Task description
Return the lines from the start of the data through the line with "let temp_dir = TempDir::new().unwrap();". Include both of those lines and no others.

Data supplied START

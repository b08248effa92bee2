mod launch_repo;
mod sync_run_repo;

pub use launch_repo::{LaunchRepository, UpsertOutcome};
pub use sync_run_repo::SyncRunRepository;

use sqlx::sqlite::{SqliteConnectOptions, SqliteJournalMode, SqlitePool, SqlitePoolOptions};
use std::path::Path;
use std::str::FromStr;
use std::time::Duration;

/// Initialize the database connection pool and run migrations
pub async fn init_db(path: &Path) -> Result<SqlitePool, sqlx::Error> {
    // Ensure parent directory exists
    if let Some(parent) = path.parent() {
        std::fs::create_dir_all(parent)?;
    }

    let db_url = format!("sqlite:{}?mode=rwc", path.display());

    // WAL lets queries read a consistent snapshot while a sync is writing
    let options = SqliteConnectOptions::from_str(&db_url)?
        .foreign_keys(true)
        .create_if_missing(true)
        .journal_mode(SqliteJournalMode::Wal)
        .busy_timeout(Duration::from_secs(5));

    let pool = SqlitePoolOptions::new()
        .max_connections(5)
        .connect_with(options)
        .await?;

    // Run migrations
    sqlx::migrate!("./migrations").run(&pool).await?;

    Ok(pool)
}

#[cfg(test)]
pub(crate) mod test_support {
    use super::*;
    use tempfile::TempDir;

    /// A migrated database that lives as long as the returned directory.
    pub async fn temp_pool() -> (SqlitePool, TempDir) {
        let temp_dir = TempDir::new().unwrap();
        let pool = init_db(&temp_dir.path().join("test.db")).await.unwrap();
        (pool, temp_dir)
    }
}
impl FilterSpec {
    pub fn new() -> Self {
        Self::default()
    }

    /// Builds a filter from inbound key/value parameters.
    ///
    /// `now` anchors the `upcoming` shorthand. Unknown keys are ignored.
    pub fn from_params(params: &FilterParams, now: DateTime<Utc>) -> Result<Self, FilterError> {
        let get = |key: &str| {
            params
                .get(key)
                .map(|v| v.trim())
                .filter(|v| !v.is_empty())
        };
        let text = |key: &str| get(key).map(str::to_string);

        let mut spec = Self {
            net_from: get("net_from")
                .map(|v| parse_bound("net_from", v, Bound::Lower))
                .transpose()?,
            net_to: get("net_to")
                .map(|v| parse_bound("net_to", v, Bound::Upper))
                .transpose()?,
            name: text("name"),
            provider: text("provider"),
            rocket: text("rocket"),
            mission: text("mission"),
            pad: text("pad"),
            location: text("location"),
            status: text("status"),
            country: text("country"),
            orbit: text("orbit"),
            mission_type: text("mission_type"),
            provider_type: text("provider_type"),
            search: text("search"),
            ..Self::default()
        };

        if let Some(upcoming) = get("upcoming") {
            if parse_bool("upcoming", upcoming)? && spec.net_from.is_none() {
                spec.net_from = Some(now);
            }
        }
        if let Some(limit) = get("limit") {
            let limit: i64 = limit.parse().map_err(|_| FilterError::InvalidNumber {
                key: "limit".to_string(),
                value: limit.to_string(),
            })?;
            spec = spec.with_limit(limit);
        }
        if let Some(offset) = get("offset") {
            let offset: i64 = offset.parse().map_err(|_| FilterError::InvalidNumber {
                key: "offset".to_string(),
                value: offset.to_string(),
            })?;
            spec = spec.with_offset(offset);
        }
        if let Some(sort) = get("sort") {
            spec.sort = SortField::parse_or_default(sort);
        }
        if let Some(direction) = get("direction") {
            spec.direction = SortDirection::parse_or_default(direction);
        }

        Ok(spec)
    }

    pub fn with_net_from(mut self, from: DateTime<Utc>) -> Self {
        self.net_from = Some(from);
        self
    }

    pub fn with_net_to(mut self, to: DateTime<Utc>) -> Self {
        self.net_to = Some(to);
        self
    }

    pub fn with_name(mut self, name: impl Into<String>) -> Self {
        self.name = Some(name.into());
        self
    }

    pub fn with_provider(mut self, provider: impl Into<String>) -> Self {
        self.provider = Some(provider.into());
        self
    }

    pub fn with_location(mut self, location: impl Into<String>) -> Self {
        self.location = Some(location.into());
        self
    }

    pub fn with_status(mut self, status: impl Into<String>) -> Self {
        self.status = Some(status.into());
        self
    }

    pub fn with_country(mut self, country: impl Into<String>) -> Self {
        self.country = Some(country.into());
        self
    }

    pub fn with_search(mut self, search: impl Into<String>) -> Self {
        self.search = Some(search.into());
        self
    }

    /// Sets the page size, clamped to `1..=MAX_LIMIT`.
    pub fn with_limit(mut self, limit: i64) -> Self {
        self.limit = limit.clamp(1, i64::from(MAX_LIMIT)) as u32;
        self
    }

    /// Sets the page offset; negative values become zero.
    pub fn with_offset(mut self, offset: i64) -> Self {
        self.offset = offset.max(0) as u64;
        self
    }

    pub fn with_sort(mut self, sort: SortField, direction: SortDirection) -> Self {
        self.sort = sort;
        self.direction = direction;
        self
    }

    pub fn limit(&self) -> u32 {
        self.limit
    }

    pub fn offset(&self) -> u64 {
        self.offset
    }

    pub fn sort(&self) -> SortField {
        self.sort
    }

    pub fn direction(&self) -> SortDirection {
        self.direction
    }

    /// Active substring filters as `(column, value)` pairs.
    pub(crate) fn text_filters(&self) -> Vec<(&'static str, &str)> {
        let values = [
            &self.name,
            &self.provider,
            &self.rocket,
            &self.mission,
            &self.pad,
            &self.location,
        ];
        TEXT_COLUMNS
            .iter()
            .zip(values)
            .filter_map(|(column, value)| value.as_deref().map(|v| (*column, v)))
            .collect()
    }

    /// Active exact-match filters as `(column, value)` pairs.
    pub(crate) fn exact_filters(&self) -> Vec<(&'static str, &str)> {
        [
            ("status", &self.status),
            ("country", &self.country),
            ("orbit", &self.orbit),
            ("mission_type", &self.mission_type),
            ("provider_type", &self.provider_type),
        ]
        .into_iter()
        .filter_map(|(column, value)| value.as_deref().map(|v| (column, v)))
        .collect()
    }
}

enum Bound {
    Lower,
    Upper,
}

/// Accepts RFC 3339 or a bare date. A bare upper bound covers the whole day.
fn parse_bound(key: &str, value: &str, bound: Bound) -> Result<DateTime<Utc>, FilterError> {
    if let Some(ts) = parse_timestamp(value) {
        return Ok(ts);
    }
    let date = NaiveDate::parse_from_str(value, "%Y-%m-%d").map_err(|_| FilterError::InvalidDate {
        key: key.to_string(),
        value: value.to_string(),
    })?;
    let time = match bound {
        Bound::Lower => NaiveTime::default(),
        Bound::Upper => NaiveTime::from_hms_micro_opt(23, 59, 59, 999_999).unwrap_or_default(),
    };
    Ok(date.and_time(time).and_utc())
}

fn parse_bool(key: &str, value: &str) -> Result<bool, FilterError> {
    match value.to_lowercase().as_str() {
        "true" | "1" | "yes" => Ok(true),
        "false" | "0" | "no" => Ok(false),
        _ => Err(FilterError::InvalidBool {
            key: key.to_string(),
            value: value.to_string(),
        }),
    }
}

/// A query parameter that could not be interpreted.
#[derive(Debug, Clone, PartialEq)]
pub enum FilterError {
    InvalidNumber { key: String, value: String },
    InvalidDate { key: String, value: String },
    InvalidBool { key: String, value: String },
}

impl fmt::Display for FilterError {
    fn fmt(&self, f: &mut fmt::Formatter<'_>) -> fmt::Result {
        match self {
            FilterError::InvalidNumber { key, value } => {
                write!(f, "Invalid number for '{}': '{}'", key, value)
            }
            FilterError::InvalidDate { key, value } => write!(
                f,
                "Invalid date for '{}': '{}'. Use YYYY-MM-DD or RFC 3339.",
                key, value
            ),
            FilterError::InvalidBool { key, value } => {
                write!(f, "Invalid boolean for '{}': '{}'", key, value)
            }
        }
    }
}

impl std::error::Error for FilterError {}

#[cfg(test)]
mod tests {
    use super::*;
    use chrono::TimeZone;

    fn params(pairs: &[(&str, &str)]) -> FilterParams {
        pairs
            .iter()
            .map(|(k, v)| (k.to_string(), v.to_string()))
            .collect()
    }

    fn now() -> DateTime<Utc> {
        Utc.with_ymd_and_hms(2024, 6, 1, 12, 0, 0).unwrap()
    }

    #[test]
    fn test_empty_params_use_defaults() {
        let spec = FilterSpec::from_params(&FilterParams::new(), now()).unwrap();
        assert_eq!(spec, FilterSpec::default());
        assert_eq!(spec.limit(), DEFAULT_LIMIT);
        assert_eq!(spec.sort(), SortField::Net);
        assert_eq!(spec.direction(), SortDirection::Asc);
        assert!(spec.text_filters().is_empty());
        assert!(spec.exact_filters().is_empty());
    }

    #[test]
    fn test_limit_and_offset_are_clamped() {
        let spec =
            FilterSpec::from_params(&params(&[("limit", "5000"), ("offset", "-3")]), now()).unwrap();
        assert_eq!(spec.limit(), MAX_LIMIT);
        assert_eq!(spec.offset(), 0);

        let spec = FilterSpec::from_params(&params(&[("limit", "0")]), now()).unwrap();
        assert_eq!(spec.limit(), 1);
    }

    #[test]
    fn test_non_numeric_limit_is_rejected() {
        let err = FilterSpec::from_params(&params(&[("limit", "ten")]), now()).unwrap_err();
        assert_eq!(
            err,
            FilterError::InvalidNumber {
                key: "limit".to_string(),
                value: "ten".to_string()
            }
        );
    }

    #[test]
    fn test_unknown_sort_falls_back() {
        let spec = FilterSpec::from_params(
            &params(&[("sort", "id; DROP TABLE launches"), ("direction", "sideways")]),
            now(),
        )
        .unwrap();
        assert_eq!(spec.sort(), SortField::Net);
        assert_eq!(spec.direction(), SortDirection::Asc);

        let spec =
            FilterSpec::from_params(&params(&[("sort", "Provider"), ("direction", "DESC")]), now())
                .unwrap();
        assert_eq!(spec.sort(), SortField::Provider);
        assert_eq!(spec.direction(), SortDirection::Desc);
    }

    #[test]
    fn test_bare_dates_cover_whole_days() {
        let spec = FilterSpec::from_params(
            &params(&[("net_from", "2024-07-01"), ("net_to", "2024-07-31")]),
            now(),
        )
        .unwrap();
        assert_eq!(
            spec.net_from,
            Some(Utc.with_ymd_and_hms(2024, 7, 1, 0, 0, 0).unwrap())
        );
        let to = spec.net_to.unwrap();
        assert!(to > Utc.with_ymd_and_hms(2024, 7, 31, 23, 59, 59).unwrap());
        assert!(to < Utc.with_ymd_and_hms(2024, 8, 1, 0, 0, 0).unwrap());
    }

    #[test]
    fn test_invalid_date_is_rejected() {
        let err = FilterSpec::from_params(&params(&[("net_to", "next tuesday")]), now()).unwrap_err();
        assert!(err.to_string().contains("net_to"));
    }

    #[test]
    fn test_upcoming_sets_lower_bound_to_now() {
        let spec = FilterSpec::from_params(&params(&[("upcoming", "true")]), now()).unwrap();
        assert_eq!(spec.net_from, Some(now()));

        let explicit = FilterSpec::from_params(
            &params(&[("upcoming", "yes"), ("net_from", "2030-01-01")]),
            now(),
        )
        .unwrap();
        assert_eq!(
            explicit.net_from,
            Some(Utc.with_ymd_and_hms(2030, 1, 1, 0, 0, 0).unwrap())
        );

        assert!(FilterSpec::from_params(&params(&[("upcoming", "maybe")]), now()).is_err());
    }

    #[test]
    fn test_blank_values_are_unset() {
        let spec = FilterSpec::from_params(
            &params(&[("provider", "  "), ("country", ""), ("name", "Starlink")]),
            now(),
        )
        .unwrap();
        assert_eq!(spec.text_filters(), vec![("name", "Starlink")]);
        assert!(spec.exact_filters().is_empty());
    }

    #[test]
    fn test_filters_map_to_columns() {
        let spec = FilterSpec::new()
            .with_provider("Acme")
            .with_location("Kourou")
            .with_country("FRA")
            .with_status("Go");
        assert_eq!(
            spec.text_filters(),
            vec![("provider", "Acme"), ("location", "Kourou")]
        );
        assert_eq!(spec.exact_filters(), vec![("status", "Go"), ("country", "FRA")]);
    }
}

Data supplied END

Output
repository b08248effa92bee2
mod launch_repo;
mod sync_run_repo;

pub use launch_repo::{LaunchRepository, UpsertOutcome};
pub use sync_run_repo::SyncRunRepository;

use sqlx::sqlite::{SqliteConnectOptions, SqliteJournalMode, SqlitePool, SqlitePoolOptions};
use std::path::Path;
use std::str::FromStr;
use std::time::Duration;

/// Initialize the database connection pool and run migrations
pub async fn init_db(path: &Path) -> Result<SqlitePool, sqlx::Error> {
    // Ensure parent directory exists
    if let Some(parent) = path.parent() {
        std::fs::create_dir_all(parent)?;
    }

    let db_url = format!("sqlite:{}?mode=rwc", path.display());

    // WAL lets queries read a consistent snapshot while a sync is writing
    let options = SqliteConnectOptions::from_str(&db_url)?
        .foreign_keys(true)
        .create_if_missing(true)
        .journal_mode(SqliteJournalMode::Wal)
        .busy_timeout(Duration::from_secs(5));

    let pool = SqlitePoolOptions::new()
        .max_connections(5)
        .connect_with(options)
        .await?;

    // Run migrations
    sqlx::migrate!("./migrations").run(&pool).await?;

    Ok(pool)
}

#[cfg(test)]
pub(crate) mod test_support {
    use super::*;
    use tempfile::TempDir;

    /// A migrated database that lives as long as the returned directory.
    pub async fn temp_pool() -> (SqlitePool, TempDir) {
        let temp_dir = TempDir::new().unwrap();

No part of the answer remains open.